Open FlorianDeconinck opened 8 months ago
Example showing the state of things in SDFG
pass and a trivial application of the stree
from gt4py.cartesian.gtscript import (
computation,
interval,
PARALLEL,
)
from ndsl.boilerplate import get_factories_single_tile_orchestrated_cpu
from ndsl.constants import X_DIM, Y_DIM, Z_DIM
from ndsl.dsl.typing import FloatField
from ndsl import StencilFactory, orchestrate
import numpy as np
import dace
import dace.sdfg.analysis.schedule_tree.treenodes as dace_stree
from dace.transformation.dataflow import MapFusion
from dace.transformation.interstate import StateFusion
domain = (3, 3, 4)
stcil_fctry, ijk_qty_fctry = get_factories_single_tile_orchestrated_cpu(
domain[0], domain[1], domain[2], 0
)
def double_map(in_field: FloatField, out_field: FloatField):
with computation(PARALLEL), interval(...):
out_field = in_field
with computation(PARALLEL), interval(...):
out_field = in_field * 3
class DaCeGT4Py_Bridge:
def __init__(self, stencil_factory: StencilFactory):
orchestrate(obj=self, config=stencil_factory.config.dace_config)
self.stencil = stcil_fctry.from_dims_halo(
func=double_map,
compute_dims=[X_DIM, Y_DIM, Z_DIM],
)
def __call__(self, in_field: FloatField, out_field: FloatField):
self.stencil(in_field, out_field)
if __name__ == "__main__":
I = np.arange(domain[0] * domain[1] * domain[2], dtype=np.float64).reshape(domain)
O = np.zeros(domain)
# # Trigger NDSL orchestration pipeline & grab cached SDFG
bridge = DaCeGT4Py_Bridge(stcil_fctry)
bridge(I, O)
sdfg: dace.sdfg.SDFG = bridge.__sdfg__(I, O).csdfg.sdfg
sdfg.save("orig.sdfg")
stree = sdfg.as_schedule_tree()
#### Classic SDFG transform
# Strategy: fuse states out of the way, then merge maps
# State fusion
# No fusion occurs because of a potential write race since
# it would be putting both maps under one input
r = sdfg.apply_transformations_repeated(
StateFusion,
print_report=True,
validate_all=True,
)
print(f"Fused {r} states")
sdfg.save("state_fusion.sdfg")
# No fusion occurs because maps are in different states
# (previous failure to merge)
r = sdfg.apply_transformations_repeated(
MapFusion,
print_report=True,
validate_all=True,
)
print(f"Fused {r} maps")
sdfg.save("map_fusion.sdfg")
#### Schedule Tree transform
# We demonstrate here a very basic usage of Schedule Tree to merge
# maps that have the same range, which should be the first pass
# we write
print("Before merge")
print(stree.as_string())
first_map: dace_stree.MapScope = stree.children[2]
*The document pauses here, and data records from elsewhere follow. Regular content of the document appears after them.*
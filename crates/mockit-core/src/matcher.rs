//! Pattern positions
//!
//! Each position of a registered pattern is an [`Arg`]: either a literal
//! compared by deep equality, or an [`ArgumentMatcher`] whose predicate is
//! asked instead.

use crate::func::FuncRef;
use crate::value::Value;
use std::fmt;
use std::sync::Arc;

/// Predicate accepted in place of a literal argument
pub trait ArgumentMatcher: fmt::Debug + Send + Sync {
    /// Check whether `candidate` satisfies this matcher
    fn matches(&self, candidate: &Value) -> bool;
}

/// One position of a registered pattern
#[derive(Debug, Clone)]
pub enum Arg {
    /// Matches a deep-equal argument; `Nil` matches only `Nil`
    Literal(Value),
    /// Matches whatever the predicate accepts
    Matcher(Arc<dyn ArgumentMatcher>),
}

impl Arg {
    /// Wrap a matcher
    #[inline]
    #[must_use]
    pub fn matching(matcher: impl ArgumentMatcher + 'static) -> Self {
        Self::Matcher(Arc::new(matcher))
    }

    /// Check `candidate` against this position
    #[must_use]
    pub fn accepts(&self, candidate: &Value) -> bool {
        match self {
            Self::Literal(expected) => expected == candidate,
            Self::Matcher(matcher) => matcher.matches(candidate),
        }
    }

    /// Check for [`Arg::Matcher`]
    #[inline]
    #[must_use]
    pub fn is_matcher(&self) -> bool {
        matches!(self, Self::Matcher(_))
    }

    /// Literal value, if this position is one
    #[must_use]
    pub fn literal(&self) -> Option<&Value> {
        match self {
            Self::Literal(value) => Some(value),
            Self::Matcher(_) => None,
        }
    }
}

impl fmt::Display for Arg {
    fn fmt(&self, f: &mut fmt::Formatter<'_>) -> fmt::Result {
        match self {
            Self::Literal(value) => write!(f, "{value}"),
            Self::Matcher(matcher) => write!(f, "{matcher:?}"),
        }
    }
}

impl From<Value> for Arg {
    fn from(v: Value) -> Self {
        Arg::Literal(v)
    }
}

impl From<Arc<dyn ArgumentMatcher>> for Arg {
    fn from(v: Arc<dyn ArgumentMatcher>) -> Self {
        Arg::Matcher(v)
    }
}

macro_rules! literal_arg {
    ($($ty:ty),+ $(,)?) => {
        $(
            impl From<$ty> for Arg {
                fn from(v: $ty) -> Self {
                    Arg::Literal(Value::from(v))
                }
            }
        )+
    };
}

literal_arg!(bool, i32, i64, u32, u64, usize, f64, char, String, &str, FuncRef);

impl<T: Into<Value>> From<Option<T>> for Arg {
    fn from(v: Option<T>) -> Self {
        Arg::Literal(v.into())
    }
}

impl<T: Into<Value>> From<Vec<T>> for Arg {
    fn from(v: Vec<T>) -> Self {
        Arg::Literal(v.into())
    }
}

/// Build a `Vec<Arg>` from literals and matchers
///
/// ```rust
/// use mockit_core::{args, Arg, NIL};
///
/// let pattern = args!["arg", NIL];
/// assert!(matches!(pattern[1], Arg::Literal(mockit_core::Value::Nil)));
/// ```
#[macro_export]
macro_rules! args {
    () => {
        ::std::vec::Vec::<$crate::Arg>::new()
    };
    ($($arg:expr),+ $(,)?) => {
        ::std::vec![$($crate::Arg::from($arg)),+]
    };
}
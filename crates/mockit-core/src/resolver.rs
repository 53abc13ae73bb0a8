//! Response resolution
//!
//! Maps an incoming argument vector to what the mock should do with it. The
//! resolver only decides; running the real implementation is left to the
//! caller so it can happen outside the mock's lock.

use crate::registry::{BehaviorRegistry, Response};
use crate::value::Value;

/// Outcome of resolving one call
#[derive(Debug, Clone, PartialEq)]
pub enum Resolution {
    /// Return these values
    Values(Vec<Value>),
    /// Invoke the original implementation
    CallReal,
}

/// Select the response for `args`
///
/// The first registered behavior whose pattern matches wins. Unmatched calls
/// fall back to `defaults`; that is a legal outcome, not an error.
#[must_use]
pub fn resolve(registry: &BehaviorRegistry, defaults: &[Value], args: &[Value]) -> Resolution {
    match registry.find(args).map(|behavior| &behavior.response) {
        Some(Response::MockedValues(values)) => Resolution::Values(values.clone()),
        Some(Response::DelegateToReal) => Resolution::CallReal,
        Some(Response::ReturnDefaults) | None => Resolution::Values(defaults.to_vec()),
    }
}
second_map: dace_stree.MapScope = stree.children[3]
if first_map.node.range == second_map.node.range:
first_map.children.extend(second_map.children)
first_map.parent.children.remove(second_map)
print("After merge")
print(stree.as_string())
Per @romanc - state of exploration
In DaCe, a Schedule Tree is a representation designed for high-level optimizations. Schedule Trees were designed to help with optimizations like map or state fusion, which are cumbersome to achieve as passes on SDFGs.
While there are map & state fusion passes for SDFGs, they under-perform our expectations. Schedule Trees were thus drafted as an alternative representation to allow such high-level optimizations. Specifically, for NDSL, we are interested in two high-level optimizations
NDSL issue: https://github.com/GEOS-ESM/NDSL/issues/6
Schedule Trees can be generated from SDFGs. Rudimentary tools (e.g. printing a Schedule Tree) are provided to allow prototyping and (visual) verification of map merge and loop reordering.
The back transformation from Schedule Tree to SDFG currently missing. There is a work in progress branch https://github.com/spcl/dace/pull/1466 containing half the code needed to back from Schedule Trees to SDFGs.
Evaluation was done on a couple of simple examples. Code for these experiments lives in that branch.
def double_map(in_field: FloatField, out_field: FloatField):
with computation(PARALLEL), interval(...):
out_field = in_field
with computation(PARALLEL), interval(...):
out_field = in_field * 3
Plain Schedule tree representation
out_field = nview out_field[0:3, 0:3, 0:4] as (3, 3, 4)
in_field = nview in_field[0:3, 0:3, 0:4] as (3, 3, 4)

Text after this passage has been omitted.